NYC Shootings Spike In City's Public Housing

NYC Shootings Spike In City's Public Housing

When shots were fired not far from Taylor Swift’s home in the trendy Tribeca neighborhood of New York City recently, it made national news. Shootings have increased across the city, and gunshots fired near the home of a celebrity was too juicy a story for the entertainment media to ignore.

Tribeca’s still a pretty safe neighborhood, though, and most of the press is staying far away from the real crime hot spots in New York City; the housing projects run by the New York City Housing Authority.

As the New York Daily News reports, the overall homicide rate in NYC at the moment is about 4 per 100,000. In the housing projects, however, the murder rate is almost four times higher, at 15.5 per 100,000.

“It’s public housing at its worst,” a veteran NYPD Housing Bureau officer said of the Howard Houses.

“There are remnants of drug use in the hallways and stairwells — blood splatter, needles, broken glass,” said the officer, who asked that his name not be used.

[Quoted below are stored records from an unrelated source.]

//! Error types for meal API client operations.
//!
//! Covers transport failures, configuration problems, and the ways an API
//! response can fail to have the expected shape. A plain "no data for these
//! dates" answer is not an error; see [`FetchOutcome::NotFound`](crate::FetchOutcome::NotFound).

use thiserror::Error;

/// Errors that can occur while configuring the client or fetching menus.
#[derive(Debug, Error)]
pub enum ClientError {
    /// File I/O failure (config load/save, saved responses).
    #[error("I/O error: {0}")]
    IoError(#[from] std::io::Error),

    /// Response body is not valid JSON.
    #[error("JSON error: {0}")]
    JsonError(#[from] serde_json::Error),

    /// Config file could not be parsed or written.
    #[error("YAML error: {0}")]
    YamlError(#[from] serde_yaml::Error),

    /// Network failure or non-success HTTP status.
    #[error("HTTP error: {0}")]
    Http(String),

    /// The API answered with an error result code (e.g. an invalid key).
    #[error("API error {code}: {message}")]
    Api { code: String, message: String },

    /// The response parsed as JSON but does not have the expected layout.
    #[error("malformed response: {0}")]
    MalformedResponse(String),

    /// Required configuration value is missing or empty.
    #[error("invalid config: {0}")]
    InvalidConfig(String),

    /// Date arithmetic ran past the supported calendar.
    #[error("date out of range: {0}")]
    DateOutOfRange(String),

    /// A date range whose start is after its end.
    #[error("invalid date range: {from} is after {to}")]
    InvalidRange {
        from: chrono::NaiveDate,
        to: chrono::NaiveDate,
    },
}

impl From<ureq::Error> for ClientError {
    fn from(err: ureq::Error) -> Self {
        match err {
            ureq::Error::Status(status, response) => {
                Self::Http(format!("status {status} from {}", response.get_url()))
            }
            ureq::Error::Transport(transport) => Self::Http(transport.to_string()),
        }
    }
}

/// Convenience alias for results with [`ClientError`].
pub type Result<T> = std::result::Result<T, ClientError>;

Howard Houses is thick with members of the Bloods gang, the veteran cop said.

It’s not easy for the officers to keep up with the shootings. “Every day, it seems like the FIOs (Field Intelligence Officers) are handing out wanted posters for new shootings to cops who are demoralized and burnt out, and expecting them to run out and catch these guys,” said the officer.

Howard Houses’ four homicides lead NYCHA projects in the city, NYPD data shows. The project had no homicides in same period of 2019.

As of October 18th, 59 of the city’s 371 homicides have taken place on NYCHA property, an increase of 41% over 2019’s figures.

Of course it’s illegal to possess a firearm in your home in New York City unless you have a premises license, and those are rare in the city’s housing projects, so it’s not legal gun owners who are driving the violence. In fact, the law-abiding residents in complexes like Howard Houses aren’t likely to be legal gun owners thanks in part to the exorbitant fees that the city charges simply for processing the application to keep a gun in the home.

Clearly the city can’t keep the peace in its housing projects, but thanks to its draconian gun licensing law, many residents in some of the most dangerous parts of the city can’t keep a gun for self-defense either. The result is a recipe for disaster and criminality, with good folks in bad neighborhoods left defenseless inside their homes while violent criminals brazenly rule the stairwells of their buildings and the nearby city streets as well.